Hypovolemia and hypoxia are the two most common causes of PEA. They are also the most easily reversible and should be at the top of any differential diagnosis.
If the individual has a return of spontaneous circulation (ROSC), proceed to post-cardiac arrest care.
Rules for PEA and Asystole
A flatline ECG reveals no electrical activity and is reserved for asystole, whereas PEA reveals organized or semi-organized electrical activity in the absence of a palpable pulse.

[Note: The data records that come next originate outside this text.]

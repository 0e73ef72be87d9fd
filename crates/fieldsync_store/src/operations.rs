//! Durable sync operations.

use crate::error::{StoreError, StoreResult};
use crate::kv::KeyValueStore;
use fieldsync_events::{DownSyncOperation, DownSyncPartition, Modality, UpSyncOperation};
use serde::{Deserialize, Serialize};
use std::sync::Arc;
use tracing::{debug, warn};

const DOWN_PREFIX: &str = "down/";
const UP_PREFIX: &str = "up/";
const UP_SYNC_FORMAT_VERSION: u32 = 1;

/// How down-sync splits the remote log of a project.
#[derive(Debug, Clone, Copy, PartialEq, Eq, Serialize, Deserialize)]
#[serde(rename_all = "SCREAMING_SNAKE_CASE")]
pub enum Partitioning {
    /// One cursor for the whole project.
    Project,
    /// One cursor for the signed-in attendant.
    User,
    /// One cursor per selected module.
    Module,
}

/// What a device down-syncs.
#[derive(Debug, Clone, PartialEq, Eq)]
#[allow(missing_docs)]
pub struct DownSyncScope {
    pub project_id: String,
    pub user_id: String,
    pub module_ids: Vec<String>,
    pub modes: Vec<Modality>,
    pub partitioning: Partitioning,
}

impl DownSyncScope {
    /// Returns the partitions this scope covers.
    pub fn partitions(&self) -> Vec<DownSyncPartition> {
        match self.partitioning {
            Partitioning::Project => vec![DownSyncPartition::project(
                self.project_id.clone(),
                self.modes.clone(),
            )],
            Partitioning::User => vec![DownSyncPartition::user(
                self.project_id.clone(),
                self.user_id.clone(),
                self.modes.clone(),
            )],
            Partitioning::Module => self
                .module_ids
                .iter()
                .map(|m| DownSyncPartition::module(self.project_id.clone(), m.clone(), self.modes.clone()))
                .collect(),
        }
    }
}

/// Stored down-sync cursors, one per partition.
#[derive(Clone)]
pub struct DownSyncOperationRepository {
    kv: Arc<dyn KeyValueStore>,
}

impl std::fmt::Debug for DownSyncOperationRepository {
    fn fmt(&self, f: &mut std::fmt::Formatter<'_>) -> std::fmt::Result {
        f.debug_struct("DownSyncOperationRepository")
            .finish_non_exhaustive()
    }
}

impl DownSyncOperationRepository {
    /// Creates a repository over a key-value store.
    pub fn new(kv: Arc<dyn KeyValueStore>) -> Self {
        Self { kv }
    }

    fn key(partition_key: &str) -> String {
        format!("{DOWN_PREFIX}{partition_key}")
    }

    /// Loads the stored operation of a partition.
    pub fn load(&self, partition: &DownSyncPartition) -> StoreResult<Option<DownSyncOperation>> {
        match self.kv.get(&Self::key(&partition.storage_key()))? {
            Some(json) => Ok(Some(serde_json::from_str(&json)?)),
            None => Ok(None),
        }
    }

    /// Stores an operation, replacing the previous one of its partition.
    pub fn save(&self, operation: &DownSyncOperation) -> StoreResult<()> {
        let json = serde_json::to_string(operation)?;
        self.kv.put(&Self::key(&operation.key()), &json)
    }

    /// Returns the operations of a scope, resuming stored cursors.
    pub fn operations_for(&self, scope: &DownSyncScope) -> StoreResult<Vec<DownSyncOperation>> {
        scope
            .partitions()
            .into_iter()
            .map(|partition| {
                Ok(self
                    .load(&partition)?
                    .unwrap_or_else(|| DownSyncOperation::new(partition)))
            })
            .collect()
    }

    /// Returns every stored operation. Undecodable entries are skipped.
    pub fn load_all(&self) -> StoreResult<Vec<DownSyncOperation>> {
        Ok(self
            .kv
            .scan_prefix(DOWN_PREFIX)?
            .into_iter()
            .filter_map(|(key, json)| match serde_json::from_str(&json) {
                Ok(op) => Some(op),
                Err(err) => {
                    warn!(key = %key, error = %err, "skipping undecodable down-sync operation");
                    None
                }
            })
            .collect())
    }

    /// Forgets the cursors of the given modules of a project.
    pub fn delete_operations(&self, project_id: &str, module_ids: &[String]) -> StoreResult<usize> {
        let mut removed = 0;
        for op in self.load_all()? {
            let partition = &op.partition;
            let matches_module = partition
                .module_id
                .as_ref()
                .is_some_and(|m| module_ids.contains(m));
            if partition.project_id == project_id && matches_module {
                self.kv.remove(&Self::key(&op.key()))?;
                removed += 1;
            }
        }
        debug!(project_id, removed, "down-sync operations deleted");
        Ok(removed)
    }

    /// Forgets every cursor.
    pub fn delete_all(&self) -> StoreResult<()> {
        self.kv.remove_prefix(DOWN_PREFIX)?;
        Ok(())
    }
}

#[derive(Serialize, Deserialize)]
struct VersionedUpSyncOperation {
    version: u32,
    operation: UpSyncOperation,
}

/// Decodes a stored up-sync operation.
///
/// Accepts the current versioned record and the older flat
/// `{"projectId":..,"lastState":..}` record. Returns `Ok(None)` when `json`
/// is not JSON at all, so the caller can fall back to a fresh operation.
///
/// # Errors
///
/// Returns `MalformedOperation` for JSON of any other shape.
pub fn decode_up_sync_operation(json: &str) -> StoreResult<Option<UpSyncOperation>> {
    let Ok(value) = serde_json::from_str::<serde_json::Value>(json) else {
        return Ok(None);
    };
    if value.get("version").is_some() {
        let record: VersionedUpSyncOperation = serde_json::from_value(value)
            .map_err(|e| StoreError::malformed_operation(e.to_string()))?;
        if record.version > UP_SYNC_FORMAT_VERSION {
            return Err(StoreError::malformed_operation(format!(
                "unsupported up-sync operation version {}",
                record.version
            )));
        }
        return Ok(Some(record.operation));
    }
    if value.get("projectId").is_some() {
        let operation: UpSyncOperation = serde_json::from_value(value)
            .map_err(|e| StoreError::malformed_operation(e.to_string()))?;
        debug!(project_id = %operation.project_id, "migrated legacy up-sync operation");
        return Ok(Some(operation));
    }
    Err(StoreError::malformed_operation(
        "neither a versioned nor a legacy up-sync operation",
    ))
}

/// Encodes an up-sync operation in the current format.
pub fn encode_up_sync_operation(operation: &UpSyncOperation) -> StoreResult<String> {
    Ok(serde_json::to_string(&VersionedUpSyncOperation {
        version: UP_SYNC_FORMAT_VERSION,
        operation: operation.clone(),
    })?)
}

/// Stored up-sync operations, one per project.
#[derive(Clone)]
pub struct UpSyncOperationRepository {
    kv: Arc<dyn KeyValueStore>,
}

impl std::fmt::Debug for UpSyncOperationRepository {
    fn fmt(&self, f: &mut std::fmt::Formatter<'_>) -> std::fmt::Result {
        f.debug_struct("UpSyncOperationRepository")
            .finish_non_exhaustive()
    }
}

impl UpSyncOperationRepository {
    /// Creates a repository over a key-value store.
    pub fn new(kv: Arc<dyn KeyValueStore>) -> Self {
        Self { kv }
    }

    /// Loads the operation of a project, or a fresh one.
    ///
    /// # Errors
    ///
    /// Returns `MalformedOperation` if the stored record cannot be migrated.
    pub fn load(&self, project_id: &str) -> StoreResult<UpSyncOperation> {
        let stored = match self.kv.get(&format!("{UP_PREFIX}{project_id}"))? {
            Some(json) => decode_up_sync_operation(&json)?,
            None => None,
        };
        Ok(stored.unwrap_or_else(|| UpSyncOperation::new(project_id)))
    }

    /// Stores an operation.
    pub fn save(&self, operation: &UpSyncOperation) -> StoreResult<()> {
        let json = encode_up_sync_operation(operation)?;
        self.kv
            .put(&format!("{UP_PREFIX}{}", operation.project_id), &json)
    }

    /// Returns every stored operation that decodes.
    pub fn load_all(&self) -> StoreResult<Vec<UpSyncOperation>> {
        Ok(self
            .kv
            .scan_prefix(UP_PREFIX)?
            .into_iter()
            .filter_map(|(_, json)| decode_up_sync_operation(&json).ok().flatten())
            .collect())
    }

    /// Forgets every operation.
    pub fn delete_all(&self) -> StoreResult<()> {
        self.kv.remove_prefix(UP_PREFIX)?;
        Ok(())
    }
}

|PEA Regularity||Any rhythm including a flat line (asystole).|
|Rate||Any rate or no rate.|
|P Wave||Possible P wave or none detectable.|
|PR Interval||Possible PR wave or none detectable.|
|QRS||Possible QRS complex or none detectable.|
|Asystole Regularity||The rhythm will be a nearly flat line.|
|Rate||There is no rate.|
|P Wave||There are no P waves present.|
|PR Interval||PR interval is unable to be measured due to no P waves being present.|
|QRS||There are no QRS complexes present.|
|Reversible Causes of Cardiac Arrest|
|The H’s||The T’s|
- Always verify that a reading of asystole is not equipment failure. Make sure pads make good contact with the individual, all cables are connected, gain is set appropriately, and the power is on.
- Hypovolemia and hypoxia are easily reversed and are the two most common causes of PEA.
STANDARD DOSE EPINEPHRINE IS VASOPRESSOR OF CHOICE
Epinephrine is still the best choice according to 2020 guidelines. Of sixteen observational studies on timing in the recent systematic review, all found an association between earlier epinephrine and ROSC for patients with non-shockable rhythms, although improvements in survival were not universally seen.
For patients with a shockable rhythm, the literature supports prioritizing defibrillation and CPR initially and giving epinephrine if initial attempts with CPR and defibrillation are not successful.